One of Santiago's credos is that "a man can be destroyed but not defeated", a theme which is present in most of Hemingway's protagonists and stories, from Jake Barnes in The Sun Also Rises to Robert Jordan in For Whom the Bell Tolls, and Richard Cantwell in Across the River; it is also a primary theme in To Have and Have Not. Backman views Santiago as the climactic "matador" of Hemingway's works, who manages to seek a type of natural violence quite unlike the "violent ritualized" bullfighting or "uneasily insistent" killing found in previous novels. Joseph Waldmeir similarly finds The Old Man and the Sea to contain a better synthesis of Hemingway's views on mortality than works such as Death in the Afternoon (1932).
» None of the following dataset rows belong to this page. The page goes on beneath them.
//! LaTeX rendering: a post-order walk of the expression tree.
//!
//! Template output dispatches on `(selector, variation)`; characters go
//! through the injected [`CharTable`](crate::charset::CharTable). The
//! renderer never fails: missing slots render empty, unknown selectors emit
//! a sentinel and log a warning, so a damaged equation still yields its
//! best-effort LaTeX.

mod embellish;
pub(crate) mod fixup;
mod v3;

use std::fmt::Write;

use crate::charset::CharTable;
use crate::constants::{arrow_variation, selector, typeface, vec_variation, TV_BAR_DOUBLE};
use crate::records::{MtChar, MtMatrix, MtTmpl};
use crate::tree::{Ast, AstKind, NodeId};

/// Emitted when a template selector has no LaTeX form.
pub(crate) const TMPL_NOT_IMPLEMENTED: &str = "latex tmpl not implement";

/// Render a decoded equation. v3 output is wrapped `$ … $`; v5 output is
/// returned bare and wrapping is the caller's concern. Both pass through the
/// consecutive-script fixup.
pub(crate) fn translate(ast: &Ast, mtef_version: u8, chars: &CharTable) -> String {
    if mtef_version == 3 {
        let body = v3::V3Emitter { ast, chars }.render(Ast::ROOT);
        format!("${}$", fixup::fix_consecutive_scripts(&body))
    } else {
        let body = Emitter { ast, chars }.render(Ast::ROOT);
        fixup::fix_consecutive_scripts(&body)
    }
}

struct Emitter<'a> {
    ast: &'a Ast,
    chars: &'a CharTable,
}
//! Positioned little-endian reading over an equation body.
//!
//! `EqnReader` is a forward-seekable view over the MTEF byte stream. All
//! multi-byte integers are little-endian. Reads are bounds-checked; running
//! short returns [`Error::UnexpectedEof`] with the offending offset so the
//! parser can record it on the equation.

use crate::error::{Error, Result};

/// Cursor over the equation body.
#[derive(Debug, Clone)]
pub struct EqnReader<'a> {
    data: &'a [u8],
    pos: usize,
}

impl<'a> EqnReader<'a> {
    pub fn new(data: &'a [u8]) -> Self {
        Self { data, pos: 0 }
    }

    /// Current offset from the start of the body.
    #[inline]
    pub fn position(&self) -> usize {
        self.pos
    }

    #[inline]
    pub fn remaining(&self) -> usize {
        self.data.len().saturating_sub(self.pos)
    }

    /// True once the cursor has consumed the whole body. The record loops
    /// use this to tell a clean end-of-stream from a truncated record.
    #[inline]
    pub fn is_empty(&self) -> bool {
        self.pos >= self.data.len()
    }

    #[inline]
    pub fn read_u8(&mut self) -> Result<u8> {
        match self.data.get(self.pos) {
            Some(&b) => {
                self.pos += 1;
                Ok(b)
            },
            None => Err(Error::UnexpectedEof(self.pos)),
        }
    }

    #[inline]
    pub fn read_u16(&mut self) -> Result<u16> {
        let bytes = self.take(2)?;
        Ok(u16::from_le_bytes([bytes[0], bytes[1]]))
    }

    #[inline]
    pub fn read_i16(&mut self) -> Result<i16> {
        let bytes = self.take(2)?;
        Ok(i16::from_le_bytes([bytes[0], bytes[1]]))
    }

    #[inline]
    pub fn read_u32(&mut self) -> Result<u32> {
        let bytes = self.take(4)?;
        Ok(u32::from_le_bytes([bytes[0], bytes[1], bytes[2], bytes[3]]))
    }

    /// Advance the cursor by `n` bytes, clamping at the end of the body.
    ///
    /// Clamping matters for FUTURE records: a skip length that overshoots the
    /// stream simply ends decoding at the next loop iteration.
    pub fn skip(&mut self, n: usize) {
        self.pos = self.data.len().min(self.pos + n);
    }

    /// Rewind by `n` bytes. The v3 sub-readers step back one byte so they
    /// can re-parse the packed tag byte themselves.
    pub fn back(&mut self, n: usize) {
        self.pos = self.pos.saturating_sub(n);
    }

    /// Read bytes up to (not including) the next NUL and consume the NUL.
    pub fn read_cstr(&mut self) -> Result<&'a [u8]> {
        let rest = &self.data[self.pos.min(self.data.len())..];
        match memchr::memchr(0, rest) {
            Some(idx) => {
                let s = &rest[..idx];
                self.pos += idx + 1;
                Ok(s)
            },
            None => Err(Error::UnexpectedEof(self.data.len())),
        }
    }

    #[inline]
    fn take(&mut self, n: usize) -> Result<&'a [u8]> {
        if self.pos + n > self.data.len() {
            return Err(Error::UnexpectedEof(self.pos));
        }
        let s = &self.data[self.pos..self.pos + n];
        self.pos += n;
        Ok(s)
    }
}

#[cfg(test)]
mod tests {
    use super::*;

    #[test]
    fn reads_little_endian() {
        let mut r = EqnReader::new(&[0x34, 0x12, 0xFF, 0xFF, 0x78, 0x56, 0x34, 0x12]);
        assert_eq!(r.read_u16().unwrap(), 0x1234);
        assert_eq!(r.read_i16().unwrap(), -1);
        assert_eq!(r.read_u32().unwrap(), 0x12345678);
        assert!(r.is_empty());
    }

    #[test]
    fn short_read_reports_offset() {
        let mut r = EqnReader::new(&[0x01]);
        assert_eq!(r.read_u8().unwrap(), 1);
        assert_eq!(r.read_u16(), Err(Error::UnexpectedEof(1)));
    }

    #[test]
    fn skip_clamps_at_end() {
        let mut r = EqnReader::new(&[1, 2, 3]);
        r.skip(100);
        assert!(r.is_empty());
        assert_eq!(r.position(), 3);
    }

    #[test]
    fn cstr_consumes_terminator() {
        let mut r = EqnReader::new(b"MathType\0\x05");
        assert_eq!(r.read_cstr().unwrap(), b"MathType");
        assert_eq!(r.read_u8().unwrap(), 5);
    }

    #[test]
    fn cstr_without_terminator_is_truncation() {
        let mut r = EqnReader::new(b"abc");
        assert!(matches!(r.read_cstr(), Err(Error::UnexpectedEof(_))));
    }

    #[test]
    fn back_rewinds() {
        let mut r = EqnReader::new(&[0xAB, 0xCD]);
        assert_eq!(r.read_u8().unwrap(), 0xAB);
        r.back(1);
        assert_eq!(r.read_u8().unwrap(), 0xAB);
    }
}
Many critics have drawn parallels not only between Santiago and St. James, but between Santiago and Jesus himself, especially with regard to Christ's Passion and crucifixion. Melvin Backman outlines several, beginning with the Santiago's wish to "rest gently ... against the wood and think of nothing"; Sylvester, Grimes, and Hays also cite the preceding scene, in which Santiago is cut and bleeds from near the eye, as a stigmatic evocation of the wounds inflicted by the crown of thorns. An often-cited passage occurs when Santiago spots two sharks:

"Ay," he said aloud. There is no translation for this word and perhaps it is just a noise such as a man might make, involuntarily, feeling the nail go through his hands and into the wood.
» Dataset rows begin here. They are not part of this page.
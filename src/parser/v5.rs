//! MTEF 5 body decoding: a full type byte per record followed by an option
//! byte, with option-conditional fields.

use crate::constants::{tag, CharOptions, ColorDefOptions, LineOptions, StructOptions};
use crate::error::{Error, Result};
use crate::records::{MtChar, MtEmbell, MtLine, MtMatrix, MtPile, MtTmpl, Node, SizeMark};

impl super::MtefParser<'_> {
    pub(super) fn read_body_v5(&mut self) {
        loop {
            if self.reader.is_empty() {
                break;
            }
            let record = match self.reader.read_u8() {
                Ok(b) => b,
                Err(e) => {
                    self.set_error(e);
                    break;
                },
            };

            // Reserved-future records carry a one-byte length to skip.
            if record >= tag::FUTURE {
                match self.reader.read_u8() {
                    Ok(len) => self.reader.skip(len as usize),
                    Err(e) => {
                        self.set_error(e);
                        break;
                    },
                }
                continue;
            }

            if let Err(e) = self.read_record_v5(record) {
                self.set_error(e);
                break;
            }
        }
    }

    fn read_record_v5(&mut self, record: u8) -> Result<()> {
        match record {
            tag::END => self.nodes.push(Node::End),
            tag::LINE => {
                let line = self.read_line()?;
                self.nodes.push(Node::Line(line));
            },
            tag::CHAR => {
                let ch = self.read_char()?;
                self.nodes.push(Node::Char(ch));
            },
            tag::TMPL => {
                let tmpl = self.read_tmpl()?;
                self.nodes.push(Node::Tmpl(tmpl));
            },
            tag::PILE => {
                let pile = self.read_pile()?;
                self.nodes.push(Node::Pile(pile));
            },
            tag::MATRIX => {
                let matrix = self.read_matrix()?;
                self.nodes.push(Node::Matrix(matrix));
            },
            tag::EMBELL => {
                let embell = self.read_embell()?;
                self.nodes.push(Node::Embell(embell));
            },
            tag::FONT_STYLE_DEF => {
                self.reader.read_u8()?;
                self.reader.read_cstr()?;
            },
            tag::SIZE => {
                // lsize and dsize bytes; sizing metadata is not retained.
                self.reader.read_u8()?;
                self.reader.read_u8()?;
            },
            tag::FULL => self.nodes.push(Node::Size(SizeMark::Full)),
            tag::SUB => self.nodes.push(Node::Size(SizeMark::Sub)),
            tag::SUB2 => self.nodes.push(Node::Size(SizeMark::Sub2)),
            tag::SYM => self.nodes.push(Node::Size(SizeMark::Sym)),
            tag::SUBSYM => self.nodes.push(Node::Size(SizeMark::SubSym)),
            tag::COLOR => {
                self.reader.read_u8()?;
            },
            tag::COLOR_DEF => self.read_color_def()?,
            tag::FONT_DEF => {
                self.reader.read_u8()?;
                self.reader.read_cstr()?;
            },
            tag::EQN_PREFS => self.read_eqn_prefs()?,
            tag::ENCODING_DEF => {
                self.reader.read_cstr()?;
            },
            _ => {
                return Err(Error::UnknownRecord {
                    tag: record,
                    offset: self.reader.position().saturating_sub(1),
                });
            },
        }
        Ok(())
    }

    fn read_line(&mut self) -> Result<MtLine> {
        let options = LineOptions::from_bits_retain(self.reader.read_u8()?);
        let mut line = MtLine::default();
        if options.contains(LineOptions::NUDGE) {
            (line.nudge_x, line.nudge_y) = self.read_nudge()?;
        }
        if options.contains(LineOptions::LSPACE) {
            line.line_spacing = self.reader.read_u8()?;
        }
        if options.contains(LineOptions::RULER) {
            self.read_ruler()?;
        }
        if options.contains(LineOptions::NULL) {
            line.null = true;
        }
        Ok(line)
    }

    /// Tab-stop list: a count byte, then one type byte and a 16-bit offset
    /// per stop. Read and discarded.
    fn read_ruler(&mut self) -> Result<()> {
        let n_stops = self.reader.read_u8()?;
        for _ in 0..n_stops {
            self.reader.read_u8()?;
            self.reader.read_u16()?;
        }
        Ok(())
    }

    fn read_char(&mut self) -> Result<MtChar> {
        let bits = self.reader.read_u8()?;
        let options = CharOptions::from_bits_retain(bits);
        let mut ch = MtChar {
            options: bits,
            ..MtChar::default()
        };
        if options.contains(CharOptions::NUDGE) {
            (ch.nudge_x, ch.nudge_y) = self.read_nudge()?;
        }
        ch.typeface = self.reader.read_u8()?;
        if !options.contains(CharOptions::ENC_NO_MTCODE) {
            ch.mtcode = self.reader.read_u16()?;
        }
        if options.contains(CharOptions::ENC_CHAR8) {
            ch.bits8 = self.reader.read_u8()?;
        }
        if options.contains(CharOptions::ENC_CHAR16) {
            ch.bits16 = self.reader.read_u16()?;
        }
        Ok(ch)
    }

    fn read_tmpl(&mut self) -> Result<MtTmpl> {
        let options = StructOptions::from_bits_retain(self.reader.read_u8()?);
        let mut tmpl = MtTmpl::default();
        if options.contains(StructOptions::NUDGE) {
            (tmpl.nudge_x, tmpl.nudge_y) = self.read_nudge()?;
        }
        tmpl.selector = self.reader.read_u8()?;
        tmpl.variation = self.read_variation()?;
        tmpl.options = self.reader.read_u8()?;
        Ok(tmpl)
    }

    fn read_pile(&mut self) -> Result<MtPile> {
        let options = StructOptions::from_bits_retain(self.reader.read_u8()?);
        let mut pile = MtPile::default();
        if options.contains(StructOptions::NUDGE) {
            (pile.nudge_x, pile.nudge_y) = self.read_nudge()?;
        }
        pile.halign = self.reader.read_u8()?;
        pile.valign = self.reader.read_u8()?;
        Ok(pile)
    }

    fn read_matrix(&mut self) -> Result<MtMatrix> {
        let options = StructOptions::from_bits_retain(self.reader.read_u8()?);
        let mut matrix = MtMatrix::default();
        if options.contains(StructOptions::NUDGE) {
            (matrix.nudge_x, matrix.nudge_y) = self.read_nudge()?;
        }
        matrix.valign = self.reader.read_u8()?;
        matrix.h_just = self.reader.read_u8()?;
        matrix.v_just = self.reader.read_u8()?;
        matrix.rows = self.reader.read_u8()?;
        matrix.cols = self.reader.read_u8()?;

        // Separator style lists: one more separator than rows (columns),
        // two bits each, rounded up to whole bytes. Styles are not kept.
        let row_bytes = (matrix.rows as usize + 1).div_ceil(4);
        let col_bytes = (matrix.cols as usize + 1).div_ceil(4);
        for _ in 0..row_bytes + col_bytes {
            self.reader.read_u8()?;
        }
        Ok(matrix)
    }

    fn read_embell(&mut self) -> Result<MtEmbell> {
        let options = StructOptions::from_bits_retain(self.reader.read_u8()?);
        let mut embell = MtEmbell::default();
        if options.contains(StructOptions::NUDGE) {
            (embell.nudge_x, embell.nudge_y) = self.read_nudge()?;
        }
        embell.embell_type = self.reader.read_u8()?;
        Ok(embell)
    }

    fn read_color_def(&mut self) -> Result<()> {
        let options = ColorDefOptions::from_bits_retain(self.reader.read_u8()?);
        let components = if options.contains(ColorDefOptions::CMYK) { 4 } else { 3 };
        for _ in 0..components {
            self.reader.read_u16()?;
        }
        if options.contains(ColorDefOptions::NAME) {
            self.reader.read_cstr()?;
        }
        Ok(())
    }

    fn read_eqn_prefs(&mut self) -> Result<()> {
        self.reader.read_u8()?; // options

        let sizes = self.reader.read_u8()? as usize;
        self.read_dimension_array(sizes);

        let spaces = self.reader.read_u8()? as usize;
        self.read_dimension_array(spaces);

        // Style list: a zero byte stands for an absent entry, anything else
        // is followed by the actual style byte.
        let styles = self.reader.read_u8()?;
        for _ in 0..styles {
            let c = self.reader.read_u8()?;
            if c != 0 {
                self.reader.read_u8()?;
            }
        }
        Ok(())
    }
}

#[cfg(test)]
mod tests {
    use super::super::MtefParser;
    use super::*;

    fn parse_v5(body: &[u8]) -> super::super::Parsed {
        let mut data = vec![5u8, 1, 0, 5, 2, 0, 1];
        data.extend(body);
        MtefParser::new(&data).run()
    }

    #[test]
    fn line_char_end_stream() {
        // LINE, CHAR 'x' (typeface 131), END
        let parsed = parse_v5(&[1, 0, 2, 0, 131, 0x78, 0x00, 0]);
        assert!(parsed.error.is_none());
        assert_eq!(parsed.nodes.len(), 3);
        assert!(matches!(parsed.nodes[0], Node::Line(_)));
        match &parsed.nodes[1] {
            Node::Char(c) => {
                assert_eq!(c.mtcode, 0x78);
                assert_eq!(c.typeface, 131);
            },
            other => panic!("expected CHAR, got {other:?}"),
        }
        assert!(matches!(parsed.nodes[2], Node::End));
    }

    #[test]
    fn null_line_flag() {
        let parsed = parse_v5(&[1, 0x01]);
        match &parsed.nodes[0] {
            Node::Line(l) => assert!(l.null),
            other => panic!("expected LINE, got {other:?}"),
        }
    }

    #[test]
    fn future_record_is_skipped() {
        // FUTURE record type 120 with 3 payload bytes, then a LINE.
        let parsed = parse_v5(&[120, 3, 0xDE, 0xAD, 0xBE, 1, 0]);
        assert!(parsed.error.is_none());
        assert_eq!(parsed.nodes.len(), 1);
        assert!(matches!(parsed.nodes[0], Node::Line(_)));
    }

    #[test]
    fn matrix_consumes_separator_arrays() {
        // 2x2: (2+1) two-bit values round up to 1 byte per axis. Non-zero
        // style bits must be swallowed, not parsed as records.
        let parsed = parse_v5(&[5, 0, 0, 0, 0, 2, 2, 0x15, 0x00]);
        assert!(parsed.error.is_none());
        assert_eq!(parsed.nodes.len(), 1);
        match &parsed.nodes[0] {
            Node::Matrix(m) => assert_eq!((m.rows, m.cols), (2, 2)),
            other => panic!("expected MATRIX, got {other:?}"),
        }
    }

    #[test]
    fn large_matrix_separator_byte_count() {
        // 4x4: five two-bit values per axis round up to 2 bytes each.
        let parsed = parse_v5(&[5, 0, 0, 0, 0, 4, 4, 0, 0, 0, 0, 1, 0x01]);
        assert!(parsed.error.is_none());
        assert_eq!(parsed.nodes.len(), 2);
        assert!(matches!(parsed.nodes[0], Node::Matrix(_)));
        // The trailing null LINE proves the cursor lines up after the
        // four partition bytes.
        match &parsed.nodes[1] {
            Node::Line(l) => assert!(l.null),
            other => panic!("expected LINE, got {other:?}"),
        }
    }

    #[test]
    fn truncated_matrix_partition_is_an_error() {
        let parsed = parse_v5(&[5, 0, 0, 0, 0, 2, 2, 0]);
        assert!(matches!(parsed.error, Some(Error::UnexpectedEof(_))));
    }

    #[test]
    fn unknown_record_sets_sticky_error() {
        let parsed = parse_v5(&[1, 0, 7, 0xAA, 1, 0]);
        assert!(matches!(parsed.error, Some(Error::UnknownRecord { tag: 7, .. })));
        // The line decoded before the failure is preserved.
        assert_eq!(parsed.nodes.len(), 1);
    }

    #[test]
    fn truncated_char_sets_sticky_error() {
        let parsed = parse_v5(&[2, 0, 131]);
        assert!(matches!(parsed.error, Some(Error::UnexpectedEof(_))));
    }

    #[test]
    fn template_with_two_byte_variation() {
        // TMPL, options 0, selector 14, variation 0x81 0x02, options byte 0.
        let parsed = parse_v5(&[3, 0, 14, 0x81, 0x02, 0]);
        match &parsed.nodes[0] {
            Node::Tmpl(t) => {
                assert_eq!(t.selector, 14);
                assert_eq!(t.variation, 0x0201);
            },
            other => panic!("expected TMPL, got {other:?}"),
        }
    }

    #[test]
    fn discarded_records_leave_no_nodes() {
        let mut body = vec![17u8, 1]; // FONT_DEF index 1
        body.extend(b"Symbol\0");
        body.extend([19u8]); // ENCODING_DEF
        body.extend(b"MTEF\0");
        body.extend([15u8, 2]); // COLOR index 2
        body.extend([9u8, 3, 4]); // SIZE lsize 3 dsize 4
        let parsed = parse_v5(&body);
        assert!(parsed.error.is_none());
        assert!(parsed.nodes.is_empty());
    }

    #[test]
    fn eqn_prefs_consumed() {
        let mut body = vec![18u8, 0]; // EQN_PREFS, options 0
        body.push(1); // one size entry
        body.extend([0x25, 0xF0]); // pt5 terminated, trailing unit nibble ignored
        body.push(0); // no spaces
        body.push(2); // two style entries
        body.extend([0, 1, 7]); // absent entry, then style byte 7
        body.extend([1u8, 0x01]); // trailing null LINE proves the cursor lines up
        let parsed = parse_v5(&body);
        assert!(parsed.error.is_none());
        assert_eq!(parsed.nodes.len(), 1);
        match &parsed.nodes[0] {
            Node::Line(l) => assert!(l.null),
            other => panic!("expected LINE, got {other:?}"),
        }
    }
}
This passage was characterized by Sylvester, Grimes, and Hays as "a clear reference to a crucifixion"; taking place, like Christ's death, at three o'clock on a Friday afternoon, it acts as the climax of the religious parallels. Brenner finds the Christian allusions deeply problematic, commenting that the "facile linking of Santiago's name with Christ's" was unnecessary and disrespectful towards the New Testament. Dismissing both Brenner's conclusion and any approach which defines Santiago as a Christ-figure as overly simplistic, Stoneback argues that the figure of Santiago ultimately embodied Hemingway's ideals, and was intended to be esteemed as such.

===Modern themes===
Brenner's 1991 critique characterizes Santiago as a supremely flawed individual: unintelligent, arrogant, paternalist, and anti-environmentalist. He criticizes the fisherman's inability to ignore economic considerations as he loots the sea of its treasures. He further commented that Santiago, portrayed as blatantly sexist and hostile towards all things female, was in fact feminized by his secret desire for Manolin, who was himself alternately traumatized and manipulated by Santiago's aggression and duplicity. Brenner's analysis has been strongly criticized: Stoneback terms it a "jejune litany of ... shock-schlock critical fast-food [and] tired old questions", while Sylvester, Grimes, and Hays notes that "much of the book reeks of rabid exaggeration and misreading". In answer to Glen Love's similar ecologist critiques, they write that both Brenner and Love dismiss economic realities and ask the uneducated Santiago to consider problems that few outside biology cared about in 1950.

Susan Beegel, analyzing The Old Man and the Sea from an ecofeminist perspective, rejects Brenner's view of Santiago's sexism; instead, she writes that Santiago is in effect wedded to and at the service of the female sea. Beegel nevertheless characterizes Santiago as viewing the feminine sea as tumultuous, cruel, and chaotic, and thus in need of being overcome by male power. Sylvester, Grimes, and Hays disagree, viewing Santiago's approach as wholly respectful. Jeffrey Herlihy-Mera comments that even though Santiago is firmly embedded in Cuban culture, he dreams about Spain every night; he interprets Santiago's immigrant background as a major and yet invisible aspect in the novella.